The main point we have investigated in this study is the specific endpoint called the growth modulation index (GMI), which actually represent the ratio of PFS [progression-free survival] on an investigational treatment, larotrectinib, vs the PFS on a previous line of treatment the patient received.
This endpoint, GMI, is particularly useful in settings where it's very challenging to perform randomized study and therefore to have a control arm. And this is the case, for instance, with NTRK fusion, which is a very rare condition. So, GMI allowed using the patient as its own control, and we consider that a GMI ratio of more than 1.33 indicates a very promising activity.
This is what we observed in this study. We have analyzed the GMI for all the patients having received previous line of therapy, and then larotrectinib, based on the presence of NTRK fusion. So, 122 patients were included in the analysis and we observed the GMI of more than 1.33 in about 74% of patients, meaning that clearly, the most efficient systemic treatment in this specific population is the NTRK inhibitor.
Can you speak on the significance of the observed rise in GMI for those undergoing larotrectinib, and what benefits may come through longer PFS?
This means that since we don't have any randomized study, this intra-patient comparison, in which the patient is used as their own control, clearly indicates that larotrectinib is actually more effective than conventional treatment the patient has received. And for me, this clearly suggests that at least for patients within NTRK fusion, the best systemic treatment is NTRK inhibitor, larotrectinib.
So, we observed the regime of more than 1.33 in about 74% of the patients, so the majority of them.
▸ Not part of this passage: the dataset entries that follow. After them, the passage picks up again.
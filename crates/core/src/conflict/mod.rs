//! Conflict resolution contract.
//!
//! A conflict exists when the local record carries an unconfirmed edit while
//! the server has moved on to a different version. The sync engine hands
//! both sides to a [`ConflictResolver`] exactly once per detected conflict
//! and persists only what the resolver returns.
//!
//! Merge policy is not the engine's concern. This module ships a few
//! ready-made policies:
//! 1. [`KeepLocal`] / [`TakeRemote`] -- pick one side wholesale.
//! 2. [`UnionByKey`] -- merge JSON arrays of entries by a business key.

pub mod strategy;
pub mod union;

use async_trait::async_trait;

use crate::cache::LocalCache;
use crate::errors::ConflictError;
use crate::models::Node;
use crate::remote::RemoteContent;

pub use strategy::{KeepLocal, TakeRemote};
pub use union::UnionByKey;

/// The local half of a conflict.
///
/// Content is only read from the cache if the resolver asks for it.
pub struct LocalSide<'a> {
    path: &'a str,
    node: Node,
    cache: &'a LocalCache,
}

impl<'a> LocalSide<'a> {
    pub(crate) fn new(path: &'a str, node: Node, cache: &'a LocalCache) -> Self {
        Self { path, node, cache }
    }

    pub fn path(&self) -> &str {
        self.path
    }

    pub fn node(&self) -> &Node {
        &self.node
    }

    /// Load the pending local content.
    pub fn content(&self) -> Result<String, ConflictError> {
        self.cache
            .get_file(self.path)?
            .ok_or_else(|| ConflictError::MissingLocalContent(self.path.to_string()))
    }
}

/// The remote half of a conflict. Its content can be read once.
#[derive(Debug)]
pub struct RemoteSide {
    node: Node,
    content: RemoteContent,
}

impl RemoteSide {
    pub(crate) fn new(node: Node, content: RemoteContent) -> Self {
        Self { node, content }
    }

    pub fn node(&self) -> &Node {
        &self.node
    }

    /// Consume the side and read the remote content.
    pub async fn content(self) -> Result<String, ConflictError> {
        Ok(self.content.text().await?)
    }
}

/// The value a resolver settles on.
#[derive(Debug, Clone, PartialEq, Eq)]
pub struct Resolution {
    pub content: String,
    pub content_type: String,
}

impl Resolution {
    pub fn new(content: impl Into<String>, content_type: impl Into<String>) -> Self {
        Self {
            content: content.into(),
            content_type: content_type.into(),
        }
    }
}

/// Merges divergent local and remote states into one value.
#[async_trait]
pub trait ConflictResolver: Send + Sync {
    async fn resolve(
        &self,
        local: LocalSide<'_>,
        remote: RemoteSide,
    ) -> Result<Resolution, ConflictError>;
}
And more importantly, for a significant proportion of patients, GMI was higher than 5, and actually the median GMI was 8.9. So, this clearly indicates that larotrectinib is more effective than any other treatment, using this specific population characterized by NTRK infusion.
There were several patients whose GMI fell below the 1.33 threshold. Were there any notable trends observed in these patient populations, and those who met the threshold as well?
There were some patients in fact with the GMI less than 1.33, but you have also to consider that a significant number of these patients were censored, and so were not progressive at the time of statistical analysis. Importantly, for a majority of these patients, treatment was still ongoing so probably we will do a new update of this analysis in the next few months or few years. Probably, this proportion of patients with a GMI of less than 1.33 will decrease.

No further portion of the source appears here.